> **Task brief**
Give again, word for word, every line below from the one that has "repository 757a34b89ddd55e8" through the one that has "and must be", both included, and no others.

> **Material to process**

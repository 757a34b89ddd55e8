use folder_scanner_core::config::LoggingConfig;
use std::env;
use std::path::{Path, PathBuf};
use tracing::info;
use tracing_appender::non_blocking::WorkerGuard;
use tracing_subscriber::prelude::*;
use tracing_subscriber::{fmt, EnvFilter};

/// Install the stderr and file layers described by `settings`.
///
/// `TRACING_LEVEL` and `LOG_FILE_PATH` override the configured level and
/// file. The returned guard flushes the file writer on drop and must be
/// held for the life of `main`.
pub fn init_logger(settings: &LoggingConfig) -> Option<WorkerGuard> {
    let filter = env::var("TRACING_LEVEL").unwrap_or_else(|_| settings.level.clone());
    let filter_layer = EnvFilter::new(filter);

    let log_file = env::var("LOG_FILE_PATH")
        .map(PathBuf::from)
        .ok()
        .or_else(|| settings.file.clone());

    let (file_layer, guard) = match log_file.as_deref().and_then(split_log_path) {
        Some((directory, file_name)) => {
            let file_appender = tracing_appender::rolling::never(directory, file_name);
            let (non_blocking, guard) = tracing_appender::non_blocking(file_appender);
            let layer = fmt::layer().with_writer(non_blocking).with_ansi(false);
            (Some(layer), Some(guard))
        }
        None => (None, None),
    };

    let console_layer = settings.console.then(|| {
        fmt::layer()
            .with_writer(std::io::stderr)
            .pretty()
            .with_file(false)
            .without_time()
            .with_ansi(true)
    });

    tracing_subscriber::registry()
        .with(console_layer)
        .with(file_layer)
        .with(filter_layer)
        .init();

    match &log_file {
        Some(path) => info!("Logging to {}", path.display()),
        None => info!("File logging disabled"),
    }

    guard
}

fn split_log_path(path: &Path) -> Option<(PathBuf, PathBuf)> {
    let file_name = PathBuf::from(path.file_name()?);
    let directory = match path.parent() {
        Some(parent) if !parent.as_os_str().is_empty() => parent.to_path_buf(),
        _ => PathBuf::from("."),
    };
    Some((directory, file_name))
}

...

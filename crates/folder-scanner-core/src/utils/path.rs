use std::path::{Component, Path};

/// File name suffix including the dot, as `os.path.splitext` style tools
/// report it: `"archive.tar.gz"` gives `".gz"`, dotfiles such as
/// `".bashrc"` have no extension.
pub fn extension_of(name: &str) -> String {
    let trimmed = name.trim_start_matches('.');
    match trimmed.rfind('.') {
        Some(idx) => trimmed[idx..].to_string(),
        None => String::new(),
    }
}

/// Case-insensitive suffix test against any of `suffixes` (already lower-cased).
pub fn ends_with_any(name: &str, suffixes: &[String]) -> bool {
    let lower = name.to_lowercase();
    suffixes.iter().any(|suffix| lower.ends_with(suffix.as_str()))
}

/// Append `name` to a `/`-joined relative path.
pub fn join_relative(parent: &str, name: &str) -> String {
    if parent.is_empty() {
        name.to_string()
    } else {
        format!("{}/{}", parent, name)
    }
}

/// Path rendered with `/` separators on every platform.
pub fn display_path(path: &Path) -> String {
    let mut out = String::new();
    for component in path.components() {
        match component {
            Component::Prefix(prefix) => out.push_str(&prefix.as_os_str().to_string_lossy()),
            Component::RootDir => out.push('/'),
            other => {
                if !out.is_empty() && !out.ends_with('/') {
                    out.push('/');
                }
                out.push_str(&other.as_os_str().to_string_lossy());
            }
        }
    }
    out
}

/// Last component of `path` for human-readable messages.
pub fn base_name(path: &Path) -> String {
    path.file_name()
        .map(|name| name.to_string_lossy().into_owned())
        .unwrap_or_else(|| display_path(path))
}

---

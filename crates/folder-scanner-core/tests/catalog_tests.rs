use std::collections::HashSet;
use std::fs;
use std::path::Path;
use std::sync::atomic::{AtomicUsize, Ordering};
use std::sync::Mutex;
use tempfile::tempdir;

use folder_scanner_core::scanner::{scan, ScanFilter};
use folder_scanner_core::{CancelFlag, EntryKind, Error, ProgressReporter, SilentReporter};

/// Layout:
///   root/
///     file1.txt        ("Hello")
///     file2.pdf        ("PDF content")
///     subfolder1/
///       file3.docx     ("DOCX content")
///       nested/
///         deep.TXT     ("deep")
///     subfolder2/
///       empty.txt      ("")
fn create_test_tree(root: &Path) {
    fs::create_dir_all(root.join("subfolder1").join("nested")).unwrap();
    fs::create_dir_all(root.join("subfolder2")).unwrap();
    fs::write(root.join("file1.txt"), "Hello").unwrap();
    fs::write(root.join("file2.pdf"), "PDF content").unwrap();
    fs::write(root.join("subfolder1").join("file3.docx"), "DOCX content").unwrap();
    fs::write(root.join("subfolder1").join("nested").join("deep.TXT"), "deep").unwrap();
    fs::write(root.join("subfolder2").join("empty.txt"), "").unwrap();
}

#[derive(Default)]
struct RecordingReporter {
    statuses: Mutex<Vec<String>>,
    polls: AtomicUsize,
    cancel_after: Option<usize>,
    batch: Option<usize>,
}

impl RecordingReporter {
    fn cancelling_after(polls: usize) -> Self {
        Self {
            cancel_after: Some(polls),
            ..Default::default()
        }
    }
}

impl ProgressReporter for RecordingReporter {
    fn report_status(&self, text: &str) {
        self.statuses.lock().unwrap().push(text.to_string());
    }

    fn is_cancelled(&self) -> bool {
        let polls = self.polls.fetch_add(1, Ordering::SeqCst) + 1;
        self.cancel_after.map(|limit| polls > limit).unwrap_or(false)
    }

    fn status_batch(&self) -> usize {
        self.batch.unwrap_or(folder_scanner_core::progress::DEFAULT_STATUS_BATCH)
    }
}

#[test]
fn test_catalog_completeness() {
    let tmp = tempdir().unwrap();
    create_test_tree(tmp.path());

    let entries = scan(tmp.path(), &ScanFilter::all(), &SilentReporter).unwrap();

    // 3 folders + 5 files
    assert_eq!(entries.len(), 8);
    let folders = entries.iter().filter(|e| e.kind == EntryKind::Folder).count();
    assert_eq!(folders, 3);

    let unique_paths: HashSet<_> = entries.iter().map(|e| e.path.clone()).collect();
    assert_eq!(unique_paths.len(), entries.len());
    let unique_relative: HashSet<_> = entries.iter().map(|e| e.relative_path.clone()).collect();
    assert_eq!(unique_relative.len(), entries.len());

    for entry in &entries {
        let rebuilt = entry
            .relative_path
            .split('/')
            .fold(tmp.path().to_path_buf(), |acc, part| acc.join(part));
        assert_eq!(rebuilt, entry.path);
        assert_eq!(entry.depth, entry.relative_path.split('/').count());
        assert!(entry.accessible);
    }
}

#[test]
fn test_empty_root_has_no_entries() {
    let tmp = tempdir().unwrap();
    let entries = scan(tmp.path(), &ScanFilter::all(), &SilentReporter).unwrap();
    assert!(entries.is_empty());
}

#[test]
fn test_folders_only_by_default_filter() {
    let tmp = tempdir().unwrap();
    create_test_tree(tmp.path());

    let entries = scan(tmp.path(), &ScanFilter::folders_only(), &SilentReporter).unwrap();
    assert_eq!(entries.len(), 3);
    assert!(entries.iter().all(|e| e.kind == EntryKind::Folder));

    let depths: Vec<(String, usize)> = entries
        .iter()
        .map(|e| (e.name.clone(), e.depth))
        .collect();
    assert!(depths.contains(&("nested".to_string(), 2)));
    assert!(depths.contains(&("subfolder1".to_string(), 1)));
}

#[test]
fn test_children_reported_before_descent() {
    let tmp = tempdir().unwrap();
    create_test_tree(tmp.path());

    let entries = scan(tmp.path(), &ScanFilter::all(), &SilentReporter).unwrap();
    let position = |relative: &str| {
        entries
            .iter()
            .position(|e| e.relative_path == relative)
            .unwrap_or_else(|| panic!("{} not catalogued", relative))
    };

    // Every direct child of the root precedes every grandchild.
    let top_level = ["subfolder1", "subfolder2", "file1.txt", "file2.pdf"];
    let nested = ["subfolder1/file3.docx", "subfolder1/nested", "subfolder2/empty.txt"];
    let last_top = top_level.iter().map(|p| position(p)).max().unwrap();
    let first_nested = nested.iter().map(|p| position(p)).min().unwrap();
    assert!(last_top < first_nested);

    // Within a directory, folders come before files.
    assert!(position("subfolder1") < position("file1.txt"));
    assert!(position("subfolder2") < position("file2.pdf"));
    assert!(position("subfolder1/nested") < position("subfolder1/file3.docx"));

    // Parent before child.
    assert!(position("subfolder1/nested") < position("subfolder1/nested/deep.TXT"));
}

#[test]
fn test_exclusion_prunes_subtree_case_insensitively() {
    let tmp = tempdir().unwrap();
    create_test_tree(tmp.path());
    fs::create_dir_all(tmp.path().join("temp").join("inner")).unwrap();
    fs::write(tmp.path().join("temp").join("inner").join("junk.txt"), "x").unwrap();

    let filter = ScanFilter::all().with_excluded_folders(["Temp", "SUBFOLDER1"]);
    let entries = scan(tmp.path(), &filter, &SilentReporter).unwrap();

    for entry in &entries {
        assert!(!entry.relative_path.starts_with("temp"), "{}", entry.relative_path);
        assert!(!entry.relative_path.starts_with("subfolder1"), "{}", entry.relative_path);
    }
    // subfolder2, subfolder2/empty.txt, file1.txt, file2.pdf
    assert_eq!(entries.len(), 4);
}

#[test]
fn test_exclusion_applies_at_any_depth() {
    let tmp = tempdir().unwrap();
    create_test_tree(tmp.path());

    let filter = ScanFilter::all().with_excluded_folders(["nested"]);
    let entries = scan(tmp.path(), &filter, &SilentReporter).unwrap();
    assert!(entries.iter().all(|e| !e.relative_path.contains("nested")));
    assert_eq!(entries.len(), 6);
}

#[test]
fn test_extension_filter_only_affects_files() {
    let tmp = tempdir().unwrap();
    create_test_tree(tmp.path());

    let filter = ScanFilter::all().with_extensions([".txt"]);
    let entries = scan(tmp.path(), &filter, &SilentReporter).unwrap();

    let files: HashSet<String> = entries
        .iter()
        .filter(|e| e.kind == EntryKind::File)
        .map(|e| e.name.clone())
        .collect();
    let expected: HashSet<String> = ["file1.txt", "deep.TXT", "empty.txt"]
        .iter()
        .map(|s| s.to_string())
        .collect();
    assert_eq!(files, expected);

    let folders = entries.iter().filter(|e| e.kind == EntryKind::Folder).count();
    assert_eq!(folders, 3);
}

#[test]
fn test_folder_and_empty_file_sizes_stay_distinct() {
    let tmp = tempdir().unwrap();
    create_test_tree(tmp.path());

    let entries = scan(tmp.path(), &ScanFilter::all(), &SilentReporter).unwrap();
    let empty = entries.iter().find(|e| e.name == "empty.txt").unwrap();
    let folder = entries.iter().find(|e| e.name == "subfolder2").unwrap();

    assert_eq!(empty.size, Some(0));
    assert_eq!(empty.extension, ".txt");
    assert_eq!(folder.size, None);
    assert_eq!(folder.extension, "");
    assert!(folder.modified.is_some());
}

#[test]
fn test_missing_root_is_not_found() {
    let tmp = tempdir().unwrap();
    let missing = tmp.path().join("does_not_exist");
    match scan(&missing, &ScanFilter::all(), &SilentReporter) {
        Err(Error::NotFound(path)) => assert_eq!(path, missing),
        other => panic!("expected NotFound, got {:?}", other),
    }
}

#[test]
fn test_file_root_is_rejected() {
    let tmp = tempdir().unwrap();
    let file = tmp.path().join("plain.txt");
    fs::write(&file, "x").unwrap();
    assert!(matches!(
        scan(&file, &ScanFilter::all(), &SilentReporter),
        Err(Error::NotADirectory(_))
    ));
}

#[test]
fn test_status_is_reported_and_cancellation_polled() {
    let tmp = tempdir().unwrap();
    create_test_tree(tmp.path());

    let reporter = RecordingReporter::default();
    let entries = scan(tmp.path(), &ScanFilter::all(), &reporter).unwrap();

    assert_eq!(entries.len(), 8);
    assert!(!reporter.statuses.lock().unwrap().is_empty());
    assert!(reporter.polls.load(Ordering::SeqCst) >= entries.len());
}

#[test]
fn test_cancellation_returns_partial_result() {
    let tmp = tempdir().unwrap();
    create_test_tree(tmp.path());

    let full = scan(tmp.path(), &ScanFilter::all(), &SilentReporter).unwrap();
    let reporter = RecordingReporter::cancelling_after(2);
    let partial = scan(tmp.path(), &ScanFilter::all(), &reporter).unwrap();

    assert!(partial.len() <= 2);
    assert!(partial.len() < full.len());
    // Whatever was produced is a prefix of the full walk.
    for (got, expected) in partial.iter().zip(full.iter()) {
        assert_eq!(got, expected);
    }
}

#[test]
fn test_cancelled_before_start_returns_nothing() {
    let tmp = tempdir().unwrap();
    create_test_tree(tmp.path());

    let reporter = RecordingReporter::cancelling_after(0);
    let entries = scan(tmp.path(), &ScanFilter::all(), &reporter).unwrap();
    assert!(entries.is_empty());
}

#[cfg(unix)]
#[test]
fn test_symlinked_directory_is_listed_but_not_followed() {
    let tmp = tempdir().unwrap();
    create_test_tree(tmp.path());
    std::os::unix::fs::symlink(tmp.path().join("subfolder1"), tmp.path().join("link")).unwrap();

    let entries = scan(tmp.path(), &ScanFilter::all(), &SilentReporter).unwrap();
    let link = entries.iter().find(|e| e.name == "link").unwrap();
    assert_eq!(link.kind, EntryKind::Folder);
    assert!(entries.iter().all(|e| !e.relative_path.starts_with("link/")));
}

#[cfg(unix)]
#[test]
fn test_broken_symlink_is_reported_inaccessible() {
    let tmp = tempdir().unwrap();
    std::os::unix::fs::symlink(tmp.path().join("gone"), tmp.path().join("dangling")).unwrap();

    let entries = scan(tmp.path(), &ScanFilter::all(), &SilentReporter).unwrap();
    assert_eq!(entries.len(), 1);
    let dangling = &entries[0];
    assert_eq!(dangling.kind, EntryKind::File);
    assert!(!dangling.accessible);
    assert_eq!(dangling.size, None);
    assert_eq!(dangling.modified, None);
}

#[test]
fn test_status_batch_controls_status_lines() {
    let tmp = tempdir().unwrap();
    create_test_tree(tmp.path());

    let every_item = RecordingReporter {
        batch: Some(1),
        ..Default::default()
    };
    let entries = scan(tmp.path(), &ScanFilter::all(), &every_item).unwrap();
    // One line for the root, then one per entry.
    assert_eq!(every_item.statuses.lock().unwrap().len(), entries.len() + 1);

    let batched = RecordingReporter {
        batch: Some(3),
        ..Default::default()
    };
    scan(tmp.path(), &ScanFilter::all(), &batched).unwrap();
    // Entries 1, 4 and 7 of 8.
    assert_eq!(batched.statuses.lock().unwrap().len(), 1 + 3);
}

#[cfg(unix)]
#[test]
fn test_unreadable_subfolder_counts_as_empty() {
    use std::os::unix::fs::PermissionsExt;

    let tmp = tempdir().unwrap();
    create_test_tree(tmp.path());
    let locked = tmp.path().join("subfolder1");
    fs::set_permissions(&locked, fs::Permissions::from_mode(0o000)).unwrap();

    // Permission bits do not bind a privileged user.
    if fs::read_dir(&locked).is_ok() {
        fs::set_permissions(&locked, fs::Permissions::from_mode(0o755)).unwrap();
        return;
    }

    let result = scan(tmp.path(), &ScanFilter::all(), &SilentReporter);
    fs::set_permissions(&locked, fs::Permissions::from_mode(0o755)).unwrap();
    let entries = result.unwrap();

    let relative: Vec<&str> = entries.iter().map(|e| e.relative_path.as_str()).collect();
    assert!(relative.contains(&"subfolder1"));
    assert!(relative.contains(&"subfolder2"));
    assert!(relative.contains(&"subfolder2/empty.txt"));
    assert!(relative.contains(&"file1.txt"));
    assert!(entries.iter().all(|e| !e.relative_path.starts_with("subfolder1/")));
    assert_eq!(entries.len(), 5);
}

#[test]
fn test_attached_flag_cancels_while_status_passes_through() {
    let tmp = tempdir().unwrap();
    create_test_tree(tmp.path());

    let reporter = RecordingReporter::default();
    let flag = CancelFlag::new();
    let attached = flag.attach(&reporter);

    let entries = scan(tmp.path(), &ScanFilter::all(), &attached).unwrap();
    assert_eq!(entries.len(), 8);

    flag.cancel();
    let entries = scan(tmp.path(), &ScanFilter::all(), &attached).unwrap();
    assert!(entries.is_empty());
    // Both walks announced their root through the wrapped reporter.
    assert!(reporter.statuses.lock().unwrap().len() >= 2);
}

> **Exercise answer**
repository 757a34b89ddd55e8
use folder_scanner_core::config::LoggingConfig;
use std::env;
use std::path::{Path, PathBuf};
use tracing::info;
use tracing_appender::non_blocking::WorkerGuard;
use tracing_subscriber::prelude::*;
use tracing_subscriber::{fmt, EnvFilter};

/// Install the stderr and file layers described by `settings`.
///
/// `TRACING_LEVEL` and `LOG_FILE_PATH` override the configured level and
/// file. The returned guard flushes the file writer on drop and must be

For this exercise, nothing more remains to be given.